# Data provided:
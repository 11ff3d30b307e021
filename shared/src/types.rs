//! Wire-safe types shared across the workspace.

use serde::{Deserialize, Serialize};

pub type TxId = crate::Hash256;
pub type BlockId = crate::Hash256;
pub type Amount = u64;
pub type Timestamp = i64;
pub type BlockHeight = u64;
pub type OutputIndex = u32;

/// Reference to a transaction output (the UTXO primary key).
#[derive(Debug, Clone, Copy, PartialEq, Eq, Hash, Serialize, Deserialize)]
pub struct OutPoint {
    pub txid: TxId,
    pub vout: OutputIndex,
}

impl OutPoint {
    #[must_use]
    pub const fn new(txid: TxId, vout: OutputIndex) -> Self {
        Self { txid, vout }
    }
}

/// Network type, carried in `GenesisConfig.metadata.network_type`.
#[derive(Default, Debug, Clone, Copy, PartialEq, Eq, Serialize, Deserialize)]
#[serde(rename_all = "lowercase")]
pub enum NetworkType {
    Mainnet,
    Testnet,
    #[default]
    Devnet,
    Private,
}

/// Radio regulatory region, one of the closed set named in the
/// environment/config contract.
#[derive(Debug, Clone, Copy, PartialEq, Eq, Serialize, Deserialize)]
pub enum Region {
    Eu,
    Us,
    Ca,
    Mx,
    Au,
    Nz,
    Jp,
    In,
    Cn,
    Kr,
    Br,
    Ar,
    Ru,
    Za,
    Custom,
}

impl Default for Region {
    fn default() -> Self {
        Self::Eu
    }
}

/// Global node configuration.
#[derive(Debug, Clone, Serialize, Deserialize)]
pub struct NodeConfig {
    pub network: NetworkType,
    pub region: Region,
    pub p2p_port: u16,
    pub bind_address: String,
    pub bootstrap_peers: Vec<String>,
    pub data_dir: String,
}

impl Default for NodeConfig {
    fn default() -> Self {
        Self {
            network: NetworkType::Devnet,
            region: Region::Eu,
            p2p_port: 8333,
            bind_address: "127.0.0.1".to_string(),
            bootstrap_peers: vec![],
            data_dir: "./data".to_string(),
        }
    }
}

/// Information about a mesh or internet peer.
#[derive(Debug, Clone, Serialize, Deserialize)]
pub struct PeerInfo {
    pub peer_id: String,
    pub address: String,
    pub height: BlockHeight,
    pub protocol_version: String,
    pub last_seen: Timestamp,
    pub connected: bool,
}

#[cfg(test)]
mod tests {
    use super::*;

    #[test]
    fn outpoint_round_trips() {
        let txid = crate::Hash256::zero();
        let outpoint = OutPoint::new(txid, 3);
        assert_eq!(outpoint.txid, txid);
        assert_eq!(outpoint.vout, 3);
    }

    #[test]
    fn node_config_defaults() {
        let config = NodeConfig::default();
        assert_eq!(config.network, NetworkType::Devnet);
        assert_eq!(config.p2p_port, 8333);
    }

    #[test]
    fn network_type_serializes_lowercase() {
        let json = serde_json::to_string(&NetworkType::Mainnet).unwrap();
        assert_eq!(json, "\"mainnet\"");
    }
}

# Task details:
Return the material exactly as it stands.

# The completed task:
repository 11ff3d30b307e021
filename shared/src/types.rs
//! Wire-safe types shared across the workspace.

use serde::{Deserialize, Serialize};

pub type TxId = crate::Hash256;
pub type BlockId = crate::Hash256;
pub type Amount = u64;
pub type Timestamp = i64;
pub type BlockHeight = u64;
pub type OutputIndex = u32;

/// Reference to a transaction output (the UTXO primary key).
#[derive(Debug, Clone, Copy, PartialEq, Eq, Hash, Serialize, Deserialize)]
pub struct OutPoint {
    pub txid: TxId,
    pub vout: OutputIndex,
}

impl OutPoint {
    #[must_use]
    pub const fn new(txid: TxId, vout: OutputIndex) -> Self {
        Self { txid, vout }
    }
}

/// Network type, carried in `GenesisConfig.metadata.network_type`.
#[derive(Default, Debug, Clone, Copy, PartialEq, Eq, Serialize, Deserialize)]
#[serde(rename_all = "lowercase")]
pub enum NetworkType {
    Mainnet,
    Testnet,
    #[default]
    Devnet,
    Private,
}

/// Radio regulatory region, one of the closed set named in the
/// environment/config contract.
#[derive(Debug, Clone, Copy, PartialEq, Eq, Serialize, Deserialize)]
pub enum Region {
    Eu,
    Us,
    Ca,
    Mx,
    Au,
    Nz,
    Jp,
    In,
    Cn,
    Kr,
    Br,
    Ar,
    Ru,
    Za,
    Custom,
}

impl Default for Region {
    fn default() -> Self {
        Self::Eu
    }
}

/// Global node configuration.
#[derive(Debug, Clone, Serialize, Deserialize)]
pub struct NodeConfig {
    pub network: NetworkType,
    pub region: Region,
    pub p2p_port: u16,
    pub bind_address: String,
    pub bootstrap_peers: Vec<String>,
    pub data_dir: String,
}

impl Default for NodeConfig {
    fn default() -> Self {
        Self {
            network: NetworkType::Devnet,
            region: Region::Eu,
            p2p_port: 8333,
            bind_address: "127.0.0.1".to_string(),
            bootstrap_peers: vec![],
            data_dir: "./data".to_string(),
        }
    }
}

/// Information about a mesh or internet peer.
#[derive(Debug, Clone, Serialize, Deserialize)]
pub struct PeerInfo {
    pub peer_id: String,
    pub address: String,
    pub height: BlockHeight,
    pub protocol_version: String,
    pub last_seen: Timestamp,
    pub connected: bool,
}

#[cfg(test)]
mod tests {
    use super::*;

    #[test]
    fn outpoint_round_trips() {
        let txid = crate::Hash256::zero();
        let outpoint = OutPoint::new(txid, 3);
        assert_eq!(outpoint.txid, txid);
        assert_eq!(outpoint.vout, 3);
    }

    #[test]
    fn node_config_defaults() {
        let config = NodeConfig::default();
        assert_eq!(config.network, NetworkType::Devnet);
        assert_eq!(config.p2p_port, 8333);
    }

    #[test]
    fn network_type_serializes_lowercase() {
        let json = serde_json::to_string(&NetworkType::Mainnet).unwrap();
        assert_eq!(json, "\"mainnet\"");
    }
}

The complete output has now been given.